In this sense, the context of violence and confrontation in the Polis indicates that it is very difficult for us to create common ground in our daily life – i.e. micropolitics. The situation is no different in macropolitics. Across the world, we see political leaders instigating hatred against those who are different and creating physical and moral barriers in order to stop the movement of “the other” – the foreigner who struggles for a better livelihood. The deterioration of personal relationships, the polarization of differences, and hate crimes increase the social violence represented by the exclusion of the different.

In Brazil, the October presidential elections are fast approaching. It is alarming to see the protagonist role assumed by certain candidates – who come from the “old” neoliberal political system but claim to be “new” within the national landscape – instigating hatred and the nonacceptance of differences. This totalizing discourse turns the other into the enemy. Hatred, envy and resentment prevail. These feelings invade physical and virtual (social media) conversations with friends and family, with predominant intolerance and exclusion. The expression “politically correct” – which seemed to have been understood as an acceptance of the different – has recently been fought against as “ideological stuff from a group” who disrespects traditional and conservative values. Symbolically, democracy – the pact between siblings – is under attack.

A person assaults in defense of what they consider their own territory. As Freud (2010) reminds us, this is a belonging strategy adopted by some groups, mainly in situations of frustration and social fragility. People need to feel safe in the face of the “imaginary threat” that constellates the “enemy.” The intentional evilness against the other, and the pleasure obtained as a result of this evilness, is human – excessively human.
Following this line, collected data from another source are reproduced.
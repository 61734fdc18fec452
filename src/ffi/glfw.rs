use crate::native::{EmbedderGlfwApi, install_embedder_api};

#[unsafe(no_mangle)]
/// ### English
/// Installs an embedder-provided GLFW function table.
///
/// Once installed, `GlfwApi::load` returns this table instead of opening a GLFW library by
/// name. Must be called before the first `Glfw::init`. Every address must be non-zero and all
/// of them must come from the same GLFW library instance.
///
/// Returns `true` on success; `false` for NULL, a zero entry, or a second install.
///
/// # Safety
/// `api` must be NULL or point to a readable `EmbedderGlfwApi`.
///
/// ### 中文
/// 安装由宿主提供的 GLFW 函数表。
///
/// 安装后，`GlfwApi::load` 会直接返回该表，而不是按名字打开 GLFW 动态库。必须在第一次
/// `Glfw::init` 之前调用。所有地址必须非 0，且必须来自同一个 GLFW 库实例。
///
/// 成功返回 `true`；NULL、存在为 0 的条目或重复安装时返回 `false`。
///
/// # Safety
/// `api` 必须为 NULL，或指向可读的 `EmbedderGlfwApi`。
pub unsafe extern "C" fn glfw_shim_set_glfw_api(api: *const EmbedderGlfwApi) -> bool {
    if api.is_null() {
        return false;
    }

    let api = unsafe { *api };
    match install_embedder_api(&api) {
        Ok(()) => true,
        Err(err) => {
            tracing::warn!(error = %err, "rejected embedder GLFW function table");
            false
        }
    }
}
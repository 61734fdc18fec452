//! ### English
//! Owned window handle.
//!
//! ### 中文
//! 自有 window 句柄。

use std::ffi::c_int;
use std::ptr::NonNull;

use super::callbacks;
use super::error::Error;
use super::glfw::Glfw;
use super::input_types::WindowId;
use super::pending;
use super::strings;
use crate::native::{GLFW_FALSE, GLFW_TRUE, GLFWwindow, GlfwApi};

/// ### English
/// A GLFW window, destroyed on drop.
///
/// Holds a clone of the [`Glfw`] context, so the library outlives every window. Handlers
/// registered for the window are forgotten once the native window is gone. After an explicit
/// [`Glfw::terminate`] the native window no longer exists: every method then fails with
/// [`Error::Terminated`] without calling GLFW.
///
/// ### 中文
/// GLFW window，drop 时销毁。
///
/// 持有 [`Glfw`] 上下文的克隆，因此库的生命周期长于所有 window。原生 window 销毁后，为其注册的处理器会被移除。
/// 显式调用 [`Glfw::terminate`] 后原生 window 已不存在：此后所有方法都直接返回 [`Error::Terminated`]，
/// 不再调用 GLFW。
pub struct Window {
    raw: NonNull<GLFWwindow>,
    glfw: Glfw,
}

impl Window {
    pub(crate) fn new(raw: NonNull<GLFWwindow>, glfw: Glfw) -> Self {
        let window = Self { raw, glfw };
        tracing::debug!(window = window.id().key(), "window created");
        window
    }

    pub(crate) fn api(&self) -> &GlfwApi {
        self.glfw.api()
    }

    /// Native pointer for a call into GLFW; fails once the owning context is terminated.
    pub(crate) fn live_ptr(&self) -> Result<*mut GLFWwindow, Error> {
        if self.glfw.is_terminated() {
            return Err(Error::Terminated);
        }
        Ok(self.raw.as_ptr())
    }

    pub fn id(&self) -> WindowId {
        WindowId::from_raw(self.raw.as_ptr())
    }

    /// Native `GLFWwindow*`, for passing to other libraries that take a GLFW window. Dangling
    /// once the context is terminated.
    pub fn as_ptr(&self) -> *mut GLFWwindow {
        self.raw.as_ptr()
    }

    pub fn glfw(&self) -> &Glfw {
        &self.glfw
    }

    pub fn should_close(&self) -> Result<bool, Error> {
        let window = self.live_ptr()?;
        let value = unsafe { (self.api().glfw_window_should_close)(window) };
        pending::checked(value != GLFW_FALSE)
    }

    pub fn set_should_close(&self, value: bool) -> Result<(), Error> {
        let window = self.live_ptr()?;
        let value = if value { GLFW_TRUE } else { GLFW_FALSE };
        unsafe { (self.api().glfw_set_window_should_close)(window, value) };
        pending::check()
    }

    /// Fails with [`Error::InteriorNul`] before calling GLFW if `title` contains a NUL byte.
    pub fn set_title(&self, title: &str) -> Result<(), Error> {
        let window = self.live_ptr()?;
        let title = strings::to_native(title)?;
        unsafe { (self.api().glfw_set_window_title)(window, title.as_ptr()) };
        pending::check()
    }

    /// Size of the content area in screen coordinates.
    pub fn size(&self) -> Result<(i32, i32), Error> {
        let window = self.live_ptr()?;
        let (mut width, mut height): (c_int, c_int) = (0, 0);
        unsafe { (self.api().glfw_get_window_size)(window, &mut width, &mut height) };
        pending::checked((width, height))
    }

    /// ### English
    /// Reads the system clipboard. `None` when it is empty or cannot be converted.
    ///
    /// ### 中文
    /// 读取系统剪贴板；为空或无法转换时返回 `None`。
    pub fn clipboard_string(&self) -> Result<Option<String>, Error> {
        let window = self.live_ptr()?;
        let raw = pending::checked(unsafe { (self.api().glfw_get_clipboard_string)(window) })?;
        Ok(unsafe { strings::from_native(raw) })
    }

    pub fn set_clipboard_string(&self, value: &str) -> Result<(), Error> {
        let window = self.live_ptr()?;
        let value = strings::to_native(value)?;
        unsafe { (self.api().glfw_set_clipboard_string)(window, value.as_ptr()) };
        pending::check()
    }
}

impl Drop for Window {
    fn drop(&mut self) {
        let id = self.id();
        // Terminate already destroyed the window and cleared every slot; a later context may
        // reuse the address.
        if self.glfw.is_terminated() {
            return;
        }

        unsafe { (self.api().glfw_destroy_window)(self.as_ptr()) };
        if let Err(err) = pending::check() {
            tracing::warn!(window = id.key(), error = %err, "glfwDestroyWindow reported an error");
        }
        callbacks::forget_window(id.key());
        tracing::debug!(window = id.key(), "window destroyed");
    }
}

impl std::fmt::Debug for Window {
    fn fmt(&self, f: &mut std::fmt::Formatter<'_>) -> std::fmt::Result {
        f.debug_struct("Window").field("id", &self.id()).finish()
    }
}
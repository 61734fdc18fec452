//! ### English
//! Input callbacks: key, character, mouse button, cursor position/enter, scroll and file drop.
//!
//! ### 中文
//! 输入回调：按键、字符、鼠标按键、光标位置/进入、滚轮以及文件拖放。

use std::ffi::{c_char, c_int, c_uint};
use std::path::PathBuf;
use std::sync::Arc;

use super::{CallbackSlot, Previous, dispatch, set_handler};
use crate::binding::error::Error;
use crate::binding::input_types::{Action, Key, Modifiers, MouseButton, WindowId};
use crate::binding::strings;
use crate::binding::window::Window;
use crate::native::{
    GLFW_FALSE, GLFWcharfun, GLFWcursorenterfun, GLFWcursorposfun, GLFWdropfun, GLFWkeyfun,
    GLFWmousebuttonfun, GLFWscrollfun, GLFWwindow,
};

pub type KeyHandler = dyn Fn(WindowId, Key, i32, Action, Modifiers) + Send + Sync;
pub type CharHandler = dyn Fn(WindowId, char) + Send + Sync;
pub type MouseButtonHandler = dyn Fn(WindowId, MouseButton, Action, Modifiers) + Send + Sync;
pub type CursorPosHandler = dyn Fn(WindowId, f64, f64) + Send + Sync;
pub type CursorEnterHandler = dyn Fn(WindowId, bool) + Send + Sync;
pub type ScrollHandler = dyn Fn(WindowId, f64, f64) + Send + Sync;
pub type DropHandler = dyn Fn(WindowId, &[PathBuf]) + Send + Sync;

static KEY: CallbackSlot<KeyHandler, GLFWkeyfun> = CallbackSlot::new("key", key_trampoline);
static CHAR: CallbackSlot<CharHandler, GLFWcharfun> = CallbackSlot::new("char", char_trampoline);
static MOUSE_BUTTON: CallbackSlot<MouseButtonHandler, GLFWmousebuttonfun> =
    CallbackSlot::new("mouse_button", mouse_button_trampoline);
static CURSOR_POS: CallbackSlot<CursorPosHandler, GLFWcursorposfun> =
    CallbackSlot::new("cursor_pos", cursor_pos_trampoline);
static CURSOR_ENTER: CallbackSlot<CursorEnterHandler, GLFWcursorenterfun> =
    CallbackSlot::new("cursor_enter", cursor_enter_trampoline);
static SCROLL: CallbackSlot<ScrollHandler, GLFWscrollfun> =
    CallbackSlot::new("scroll", scroll_trampoline);
static DROP: CallbackSlot<DropHandler, GLFWdropfun> = CallbackSlot::new("drop", drop_trampoline);

unsafe extern "C" fn key_trampoline(
    window: *mut GLFWwindow,
    key: c_int,
    scancode: c_int,
    action: c_int,
    mods: c_int,
) {
    let id = WindowId::from_raw(window);
    let Some(action) = Action::from_raw(action) else {
        tracing::debug!(action, "ignoring key event with unknown action");
        return;
    };
    let mods = Modifiers::from_bits_truncate(mods);
    dispatch(&KEY, id.key(), |handler| {
        handler(id, Key(key), scancode, action, mods)
    });
}

unsafe extern "C" fn char_trampoline(window: *mut GLFWwindow, codepoint: c_uint) {
    let id = WindowId::from_raw(window);
    let Some(ch) = char::from_u32(codepoint) else {
        tracing::debug!(codepoint, "ignoring invalid code point");
        return;
    };
    dispatch(&CHAR, id.key(), |handler| handler(id, ch));
}

unsafe extern "C" fn mouse_button_trampoline(
    window: *mut GLFWwindow,
    button: c_int,
    action: c_int,
    mods: c_int,
) {
    let id = WindowId::from_raw(window);
    let Some(action) = Action::from_raw(action) else {
        tracing::debug!(action, "ignoring mouse button event with unknown action");
        return;
    };
    let mods = Modifiers::from_bits_truncate(mods);
    dispatch(&MOUSE_BUTTON, id.key(), |handler| {
        handler(id, MouseButton(button), action, mods)
    });
}

unsafe extern "C" fn cursor_pos_trampoline(window: *mut GLFWwindow, x: f64, y: f64) {
    let id = WindowId::from_raw(window);
    dispatch(&CURSOR_POS, id.key(), |handler| handler(id, x, y));
}

unsafe extern "C" fn cursor_enter_trampoline(window: *mut GLFWwindow, entered: c_int) {
    let id = WindowId::from_raw(window);
    dispatch(&CURSOR_ENTER, id.key(), |handler| {
        handler(id, entered != GLFW_FALSE)
    });
}

unsafe extern "C" fn scroll_trampoline(window: *mut GLFWwindow, x: f64, y: f64) {
    let id = WindowId::from_raw(window);
    dispatch(&SCROLL, id.key(), |handler| handler(id, x, y));
}

unsafe extern "C" fn drop_trampoline(
    window: *mut GLFWwindow,
    count: c_int,
    paths: *mut *const c_char,
) {
    let id = WindowId::from_raw(window);
    if DROP.handler(id.key()).is_none() {
        return;
    }
    // The path array is only valid for the duration of this call.
    let paths = unsafe { strings::paths_from_native(count, paths) };
    dispatch(&DROP, id.key(), |handler| handler(id, &paths));
}

pub(super) fn forget(window: usize) {
    KEY.forget(window);
    CHAR.forget(window);
    MOUSE_BUTTON.forget(window);
    CURSOR_POS.forget(window);
    CURSOR_ENTER.forget(window);
    SCROLL.forget(window);
    DROP.forget(window);
}

pub(super) fn clear() {
    KEY.clear();
    CHAR.clear();
    MOUSE_BUTTON.clear();
    CURSOR_POS.clear();
    CURSOR_ENTER.clear();
    SCROLL.clear();
    DROP.clear();
}

impl Window {
    pub fn set_key_handler(
        &self,
        handler: Option<Arc<KeyHandler>>,
    ) -> Result<Previous<KeyHandler, GLFWkeyfun>, Error> {
        let (api, window) = (self.api(), self.live_ptr()?);
        set_handler(&KEY, self.id().key(), handler, |raw| unsafe {
            (api.glfw_set_key_callback)(window, raw)
        })
    }

    /// Unicode input; invalid code points reported by the platform are dropped.
    pub fn set_char_handler(
        &self,
        handler: Option<Arc<CharHandler>>,
    ) -> Result<Previous<CharHandler, GLFWcharfun>, Error> {
        let (api, window) = (self.api(), self.live_ptr()?);
        set_handler(&CHAR, self.id().key(), handler, |raw| unsafe {
            (api.glfw_set_char_callback)(window, raw)
        })
    }

    pub fn set_mouse_button_handler(
        &self,
        handler: Option<Arc<MouseButtonHandler>>,
    ) -> Result<Previous<MouseButtonHandler, GLFWmousebuttonfun>, Error> {
        let (api, window) = (self.api(), self.live_ptr()?);
        set_handler(&MOUSE_BUTTON, self.id().key(), handler, |raw| unsafe {
            (api.glfw_set_mouse_button_callback)(window, raw)
        })
    }

    pub fn set_cursor_pos_handler(
        &self,
        handler: Option<Arc<CursorPosHandler>>,
    ) -> Result<Previous<CursorPosHandler, GLFWcursorposfun>, Error> {
        let (api, window) = (self.api(), self.live_ptr()?);
        set_handler(&CURSOR_POS, self.id().key(), handler, |raw| unsafe {
            (api.glfw_set_cursor_pos_callback)(window, raw)
        })
    }

    pub fn set_cursor_enter_handler(
        &self,
        handler: Option<Arc<CursorEnterHandler>>,
    ) -> Result<Previous<CursorEnterHandler, GLFWcursorenterfun>, Error> {
        let (api, window) = (self.api(), self.live_ptr()?);
        set_handler(&CURSOR_ENTER, self.id().key(), handler, |raw| unsafe {
            (api.glfw_set_cursor_enter_callback)(window, raw)
        })
    }

    pub fn set_scroll_handler(
        &self,
        handler: Option<Arc<ScrollHandler>>,
    ) -> Result<Previous<ScrollHandler, GLFWscrollfun>, Error> {
        let (api, window) = (self.api(), self.live_ptr()?);
        set_handler(&SCROLL, self.id().key(), handler, |raw| unsafe {
            (api.glfw_set_scroll_callback)(window, raw)
        })
    }

    /// ### English
    /// Sets the file-drop handler. Paths are copied out before the handler runs.
    ///
    /// ### 中文
    /// 设置文件拖放处理器。路径会在处理器执行前被复制出来。
    pub fn set_drop_handler(
        &self,
        handler: Option<Arc<DropHandler>>,
    ) -> Result<Previous<DropHandler, GLFWdropfun>, Error> {
        let (api, window) = (self.api(), self.live_ptr()?);
        set_handler(&DROP, self.id().key(), handler, |raw| unsafe {
            (api.glfw_set_drop_callback)(window, raw)
        })
    }
}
At the moment, we face the challenge of producing integrative solutions, based on responsibility (understood as an encounter of one’s own self), ethics of collaborative affections, and tolerance towards the other. We can then produce something common, whose political expression is the return to a democratic state and the fight for social justice.
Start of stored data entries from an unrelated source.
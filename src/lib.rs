/// ### English
/// `glfw_shim` crate root.
/// The safe binding is re-exported at the root; raw declarations live under `native` and the
/// exported C ABI under `ffi`.
///
/// ### 中文
/// `glfw_shim` 的 crate 根。
/// 安全绑定在根部重新导出；原始声明位于 `native`，导出的 C ABI 位于 `ffi`。
mod binding;
pub mod ffi;
pub mod native;

pub use binding::*;
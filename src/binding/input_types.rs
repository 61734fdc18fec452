//! ### English
//! Small value types passed to event handlers.
//! Raw GLFW integers (key codes, mouse buttons, joystick ids) stay numeric.
//!
//! ### 中文
//! 传给事件处理器的小型值类型。
//! 原始 GLFW 整数（键码、鼠标按键、手柄 id）保持数值形式。

use std::ffi::c_int;
use std::ptr::NonNull;

use bitflags::bitflags;

use crate::native::{
    GLFW_CONNECTED, GLFW_DISCONNECTED, GLFW_MOD_ALT, GLFW_MOD_CAPS_LOCK, GLFW_MOD_CONTROL,
    GLFW_MOD_NUM_LOCK, GLFW_MOD_SHIFT, GLFW_MOD_SUPER, GLFW_PRESS, GLFW_RELEASE, GLFW_REPEAT,
    GLFWmonitor, GLFWwindow,
};

/// ### English
/// Identity of a window as seen by handlers (the native window address).
///
/// ### 中文
/// 处理器看到的 window 标识（原生 window 地址）。
#[derive(Debug, Clone, Copy, PartialEq, Eq, Hash, PartialOrd, Ord)]
pub struct WindowId(usize);

impl WindowId {
    pub(crate) fn from_raw(window: *mut GLFWwindow) -> Self {
        Self(window as usize)
    }

    pub(crate) fn key(self) -> usize {
        self.0
    }
}

/// ### English
/// Monitor handle. Monitors are owned by GLFW and stay valid until disconnected or terminate.
///
/// ### 中文
/// Monitor 句柄。Monitor 由 GLFW 持有，在断开连接或 terminate 之前保持有效。
#[derive(Debug, Clone, Copy, PartialEq, Eq, Hash)]
pub struct Monitor {
    raw: NonNull<GLFWmonitor>,
}

impl Monitor {
    pub(crate) fn from_raw(raw: *mut GLFWmonitor) -> Option<Self> {
        NonNull::new(raw).map(|raw| Self { raw })
    }

    pub fn as_ptr(self) -> *mut GLFWmonitor {
        self.raw.as_ptr()
    }

    pub(crate) fn key(self) -> usize {
        self.raw.as_ptr() as usize
    }
}

/// GLFW key code (`GLFW_KEY_*`).
#[derive(Debug, Clone, Copy, PartialEq, Eq, Hash)]
pub struct Key(pub i32);

/// GLFW mouse button index (`GLFW_MOUSE_BUTTON_*`).
#[derive(Debug, Clone, Copy, PartialEq, Eq, Hash)]
pub struct MouseButton(pub i32);

#[derive(Debug, Clone, Copy, PartialEq, Eq, Hash)]
pub enum Action {
    Release,
    Press,
    Repeat,
}

impl Action {
    pub(crate) fn from_raw(action: c_int) -> Option<Self> {
        match action {
            GLFW_RELEASE => Some(Self::Release),
            GLFW_PRESS => Some(Self::Press),
            GLFW_REPEAT => Some(Self::Repeat),
            _ => None,
        }
    }
}

bitflags! {
    /// Modifier key state reported with key and mouse button events.
    #[derive(Debug, Clone, Copy, PartialEq, Eq, Hash, Default)]
    pub struct Modifiers: i32 {
        const SHIFT = GLFW_MOD_SHIFT;
        const CONTROL = GLFW_MOD_CONTROL;
        const ALT = GLFW_MOD_ALT;
        const SUPER = GLFW_MOD_SUPER;
        const CAPS_LOCK = GLFW_MOD_CAPS_LOCK;
        const NUM_LOCK = GLFW_MOD_NUM_LOCK;
    }
}

/// Joystick or monitor (dis)connection.
#[derive(Debug, Clone, Copy, PartialEq, Eq, Hash)]
pub enum DeviceEvent {
    Connected,
    Disconnected,
}

impl DeviceEvent {
    pub(crate) fn from_raw(event: c_int) -> Option<Self> {
        match event {
            GLFW_CONNECTED => Some(Self::Connected),
            GLFW_DISCONNECTED => Some(Self::Disconnected),
            _ => None,
        }
    }
}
The psychoanalyst has an ethical and political commitment to refuse power in the psychoanalytical encounter and a particular social function. In their relationship with the other and society as a whole, they think about the cultural modes in our social life that produce the censorship of words, contributing thusly to the meaning and significance of the lived experience. There is a political act in the many ways of doing clinical work. In an extensive way, inside and outside of our offices – with an analytical and welcoming attitude – we produce deviations for the inclusion of the different, in order for new territories to be expressed.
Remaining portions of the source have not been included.